The rocket must still go through a full wet dress rehearsal, in which NASA will fill and drain the core and upper stages with 730,000 gallons of super-cooled liquid hydrogen and liquid oxygen, as well as simulate a countdown but without firing the engines.
It was first rolled out to the launch pad in March, but three test runs were canceled due to technical challenges, pushing the rocket back to the VAB, but mission managers are hopeful that their problems are now resolved.
“I believe we’ve devised a sound strategy. We’ll see how it pans out when we try again, but I believe we’ve learned a lot and found out a lot of specific things and how you want to do this dance “NASA’s deputy assistant administrator for common exploration systems development, Tom Whitmeyer, agreed.
The test rerun might happen as soon as June 19, according to officials. The rocket would then have to return to the VAB one more time before making its final rollout to the launch pad in preparation for a liftoff that may occur during the first open launch window, which runs through Aug. 10.

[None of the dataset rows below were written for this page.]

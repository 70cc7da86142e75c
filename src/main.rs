use std::time::Duration;

use anyhow::{Context, Result};
use crossterm::event::{Event, KeyEventKind};
use tokio::sync::{mpsc, watch};

use band_watch::coindcx::rest::CoinDcxRestClient;
use band_watch::config::Config;
use band_watch::event::AppEvent;
use band_watch::input::{
    parse_edit_command, parse_main_command, step_bound, BandEditor, EditCommand, UiCommand,
};
use band_watch::model::band::ThresholdBand;
use band_watch::model::candle::CandleSeries;
use band_watch::monitor::Monitor;
use band_watch::notify::Notifier;
use band_watch::twilio::rest::TwilioClient;
use band_watch::ui;
use band_watch::ui::AppState;

mod ui_handlers;

use ui_handlers::{handle_edit_command, handle_main_command};

#[tokio::main]
async fn main() -> Result<()> {
    // Install rustls crypto provider (required by rustls 0.23+)
    rustls::crypto::ring::default_provider()
        .install_default()
        .map_err(|_| anyhow::anyhow!("failed to install rustls crypto provider"))?;

    let config = match Config::load() {
        Ok(c) => c,
        Err(e) => {
            eprintln!("Failed to load config: {:#}", e);
            eprintln!("Check config/default.toml and, with notifications enabled, TWILIO_SID and TWILIO_AUTH_TOKEN in .env");
            std::process::exit(1);
        }
    };

    // Log to file so it doesn't interfere with TUI
    let log_file = std::fs::File::create("band-watch.log")?;
    tracing_subscriber::fmt()
        .with_env_filter(
            tracing_subscriber::EnvFilter::try_from_default_env().unwrap_or_else(|_| {
                tracing_subscriber::EnvFilter::try_new(&config.logging.level)
                    .unwrap_or_else(|_| tracing_subscriber::EnvFilter::new("info"))
            }),
        )
        .with_writer(log_file)
        .with_ansi(false)
        .json()
        .init();

    let symbol = config.market.market_symbol();
    tracing::info!(
        symbol = %symbol,
        ticker_url = %config.market.ticker_url,
        interval = %config.candles.interval,
        notify_enabled = config.notify.enabled,
        "Starting band-watch"
    );

    let band = config.band.to_band()?;
    let window_ms = config
        .candles
        .window_ms()
        .context("validated candles.interval became invalid at runtime")?;

    let (app_tx, mut app_rx) = mpsc::channel::<AppEvent>(256);
    let (band_tx, band_rx) = watch::channel(band);
    let (running_tx, running_rx) = watch::channel(true);
    let (shutdown_tx, shutdown_rx) = watch::channel(false);

    let source = CoinDcxRestClient::new(
        &config.market.ticker_url,
        &symbol,
        config.market.request_timeout(),
    )?;
    let notifier = if config.notify.enabled {
        let client = TwilioClient::new(
            &config.notify.api_base_url,
            &config.notify.account_sid,
            &config.notify.auth_token,
            &config.notify.from,
            &config.notify.to,
            config.notify.request_timeout(),
        )?;
        Notifier::new(client, config.notify.policy)
    } else {
        Notifier::<TwilioClient>::disabled()
    };
    let monitor = Monitor::new(
        source,
        CandleSeries::new(window_ms, config.candles.max_candles),
        notifier,
        band_rx,
        app_tx.clone(),
        config.market.poll_interval(),
    );
    let monitor_handle = tokio::spawn(monitor.run(running_rx, shutdown_rx.clone()));

    // Ctrl+C handler
    let ctrl_c_shutdown = shutdown_tx.clone();
    tokio::spawn(async move {
        tokio::signal::ctrl_c().await.ok();
        tracing::info!("Ctrl+C received");
        let _ = ctrl_c_shutdown.send(true);
    });

    // TUI main loop
    let mut terminal = ratatui::init();
    let mut app_state = AppState::new(&symbol, &config.candles.interval, band, config.ui.chart_height);
    app_state.band_step = config.band.step;
    app_state.notify_enabled = config.notify.enabled;
    app_state.push_log(format!(
        "band-watch started | {} | polling {} every {}ms",
        symbol, config.market.ticker_url, config.market.poll_interval_ms
    ));

    loop {
        while let Ok(event) = app_rx.try_recv() {
            app_state.apply(event);
        }

        terminal.draw(|frame| ui::render(frame, &app_state))?;

        if crossterm::event::poll(Duration::from_millis(config.ui.refresh_rate_ms))? {
            if let Event::Key(key) = crossterm::event::read()? {
                if key.kind != KeyEventKind::Press {
                    continue;
                }
                if app_state.editor.is_some() {
                    if let Some(cmd) = parse_edit_command(&key.code) {
                        handle_edit_command(cmd, &mut app_state, &band_tx);
                    }
                    continue;
                }
                match parse_main_command(&key.code) {
                    Some(UiCommand::Quit) => {
                        tracing::info!("User quit");
                        let _ = shutdown_tx.send(true);
                        break;
                    }
                    Some(cmd) => {
                        handle_main_command(cmd, &mut app_state, &band_tx, &running_tx, &app_tx)
                    }
                    None => {}
                }
            }
        }

        if *shutdown_rx.borrow() {
            break;
        }
    }

    ratatui::restore();
    if tokio::time::timeout(Duration::from_secs(2), monitor_handle)
        .await
        .is_err()
    {
        tracing::warn!("Monitor did not stop within 2s");
    }
    tracing::info!("Shutdown complete");
    println!("Goodbye! Check band-watch.log for details.");
    Ok(())
}
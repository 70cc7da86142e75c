use crossterm::event::KeyCode;

use crate::error::AppError;
use crate::model::band::ThresholdBand;

#[derive(Debug, Clone, Copy, PartialEq, Eq)]
pub enum UiCommand {
    Quit,
    Pause,
    Resume,
    EditBound(BandField),
    LowerBound(BandField),
    RaiseBound(BandField),
}

#[derive(Debug, Clone, Copy, PartialEq, Eq)]
pub enum BandField {
    Low,
    High,
}

impl BandField {
    pub fn label(&self) -> &'static str {
        match self {
            Self::Low => "low",
            Self::High => "high",
        }
    }
}

#[derive(Debug, Clone, Copy, PartialEq, Eq)]
pub enum EditCommand {
    Push(char),
    Backspace,
    Apply,
    Cancel,
}

pub fn parse_main_command(key_code: &KeyCode) -> Option<UiCommand> {
    match key_code {
        KeyCode::Char('[') => Some(UiCommand::LowerBound(BandField::Low)),
        KeyCode::Char(']') => Some(UiCommand::RaiseBound(BandField::Low)),
        KeyCode::Char('-') => Some(UiCommand::LowerBound(BandField::High)),
        KeyCode::Char('+') | KeyCode::Char('=') => Some(UiCommand::RaiseBound(BandField::High)),
        KeyCode::Char(c) => match c.to_ascii_lowercase() {
            'q' => Some(UiCommand::Quit),
            'p' => Some(UiCommand::Pause),
            'r' => Some(UiCommand::Resume),
            'l' => Some(UiCommand::EditBound(BandField::Low)),
            'h' => Some(UiCommand::EditBound(BandField::High)),
            _ => None,
        },
        _ => None,
    }
}

pub fn parse_edit_command(key_code: &KeyCode) -> Option<EditCommand> {
    match key_code {
        KeyCode::Char(c) if c.is_ascii_digit() || *c == '.' => Some(EditCommand::Push(*c)),
        KeyCode::Backspace => Some(EditCommand::Backspace),
        KeyCode::Enter => Some(EditCommand::Apply),
        KeyCode::Esc => Some(EditCommand::Cancel),
        _ => None,
    }
}

/// Numeric entry for one band bound.
#[derive(Debug, Clone, PartialEq, Eq)]
pub struct BandEditor {
    pub field: BandField,
    pub buffer: String,
}

impl BandEditor {
    pub fn new(field: BandField, band: &ThresholdBand) -> Self {
        let current = match field {
            BandField::Low => band.low(),
            BandField::High => band.high(),
        };
        Self {
            field,
            buffer: format!("{}", current),
        }
    }

    pub fn push(&mut self, c: char) {
        if c == '.' && self.buffer.contains('.') {
            return;
        }
        self.buffer.push(c);
    }

    pub fn backspace(&mut self) {
        self.buffer.pop();
    }

    /// Band with the edited bound replaced.
    pub fn apply(&self, band: &ThresholdBand) -> Result<ThresholdBand, AppError> {
        let value: f64 = self.buffer.parse().map_err(|_| {
            AppError::InvalidBand(format!("'{}' is not a number", self.buffer))
        })?;
        match self.field {
            BandField::Low => band.with_low(value),
            BandField::High => band.with_high(value),
        }
    }
}

/// Move one bound by `delta`, keeping the band ordered.
pub fn step_bound(
    band: &ThresholdBand,
    field: BandField,
    delta: f64,
) -> Result<ThresholdBand, AppError> {
    match field {
        BandField::Low => band.with_low(band.low() + delta),
        BandField::High => band.with_high(band.high() + delta),
    }
}
#[derive(Debug, Clone, PartialEq)]
pub struct Candle {
    pub open_time: u64,
    pub open: f64,
    pub high: f64,
    pub low: f64,
    pub close: f64,
}

impl Candle {
    /// Start a new candle at `open_time`. Unlike exchange klines the start is not
    /// aligned to a clock boundary.
    pub fn new(price: f64, open_time: u64) -> Self {
        Self {
            open_time,
            open: price,
            high: price,
            low: price,
            close: price,
        }
    }

    /// Update the candle with a new price.
    pub fn update(&mut self, price: f64) {
        self.high = self.high.max(price);
        self.low = self.low.min(price);
        self.close = price;
    }

    pub fn is_bullish(&self) -> bool {
        self.close >= self.open
    }
}

#[derive(Debug, Clone, Copy, PartialEq, Eq)]
pub enum FoldOutcome {
    Opened,
    Updated,
}

/// Sliding window of the most recent candles, oldest first.
#[derive(Debug, Clone)]
pub struct CandleSeries {
    candles: Vec<Candle>,
    window_ms: u64,
    max_candles: usize,
}

impl CandleSeries {
    pub fn new(window_ms: u64, max_candles: usize) -> Self {
        assert!(window_ms > 0, "window_ms must be > 0");
        assert!(max_candles > 0, "max_candles must be > 0");
        Self {
            candles: Vec::with_capacity(max_candles),
            window_ms,
            max_candles,
        }
    }

    /// Fold one price observed at `now_ms` into the series.
    ///
    /// A new candle opens when the series is empty or at least `window_ms` has
    /// passed since the last candle opened. A clock that stepped backwards counts
    /// as no elapsed time.
    pub fn fold(&mut self, price: f64, now_ms: u64) -> FoldOutcome {
        let outcome = match self.candles.last_mut() {
            Some(last) if now_ms.saturating_sub(last.open_time) < self.window_ms => {
                last.update(price);
                FoldOutcome::Updated
            }
            _ => {
                self.candles.push(Candle::new(price, now_ms));
                FoldOutcome::Opened
            }
        };

        if self.candles.len() > self.max_candles {
            let excess = self.candles.len() - self.max_candles;
            self.candles.drain(..excess);
        }
        outcome
    }

    pub fn candles(&self) -> &[Candle] {
        &self.candles
    }

    pub fn last(&self) -> Option<&Candle> {
        self.candles.last()
    }

    pub fn len(&self) -> usize {
        self.candles.len()
    }

    pub fn is_empty(&self) -> bool {
        self.candles.is_empty()
    }
}

#[cfg(test)]
mod tests {
    use super::*;

    #[test]
    fn candle_update_tracks_extremes() {
        let mut c = Candle::new(100.0, 60_500);
        c.update(105.0);
        c.update(95.0);
        c.update(102.0);

        assert_eq!(c.open_time, 60_500);
        assert!((c.open - 100.0).abs() < f64::EPSILON);
        assert!((c.high - 105.0).abs() < f64::EPSILON);
        assert!((c.low - 95.0).abs() < f64::EPSILON);
        assert!((c.close - 102.0).abs() < f64::EPSILON);
        assert!(c.is_bullish());
    }

    #[test]
    fn bearish_candle() {
        let mut c = Candle::new(100.0, 0);
        c.update(95.0);
        assert!(!c.is_bullish());
    }

    #[test]
    fn window_is_measured_from_candle_creation() {
        let mut s = CandleSeries::new(60_000, 100);
        assert_eq!(s.fold(10.0, 1_030_000), FoldOutcome::Opened);
        // Crosses a clock minute but not 60s from creation.
        assert_eq!(s.fold(11.0, 1_089_999), FoldOutcome::Updated);
        assert_eq!(s.fold(12.0, 1_090_000), FoldOutcome::Opened);
        assert_eq!(s.len(), 2);
        assert_eq!(s.last().unwrap().open_time, 1_090_000);
    }

    #[test]
    fn backwards_clock_updates_open_candle() {
        let mut s = CandleSeries::new(60_000, 100);
        s.fold(10.0, 100_000);
        assert_eq!(s.fold(9.0, 90_000), FoldOutcome::Updated);
        assert_eq!(s.len(), 1);
        assert!((s.last().unwrap().low - 9.0).abs() < f64::EPSILON);
    }

    #[test]
    #[should_panic(expected = "window_ms must be > 0")]
    fn series_rejects_zero_window() {
        let _ = CandleSeries::new(0, 100);
    }
}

Other possible periods are August 23-September 6, September 20-October 4, October 17-31, November 12-27, and December 9-23. There are only a few days in each window when the Earth and moon are in the proper alignment for the planned mission.
The flight is the first of three Artemis missions planned, the first of which is an uncrewed circumnavigation of the moon.
Artemis II will send crews to the moon no later than May 2024, while Artemis III, scheduled for 2025, aims to put people back to the lunar surface for the first time since 1972.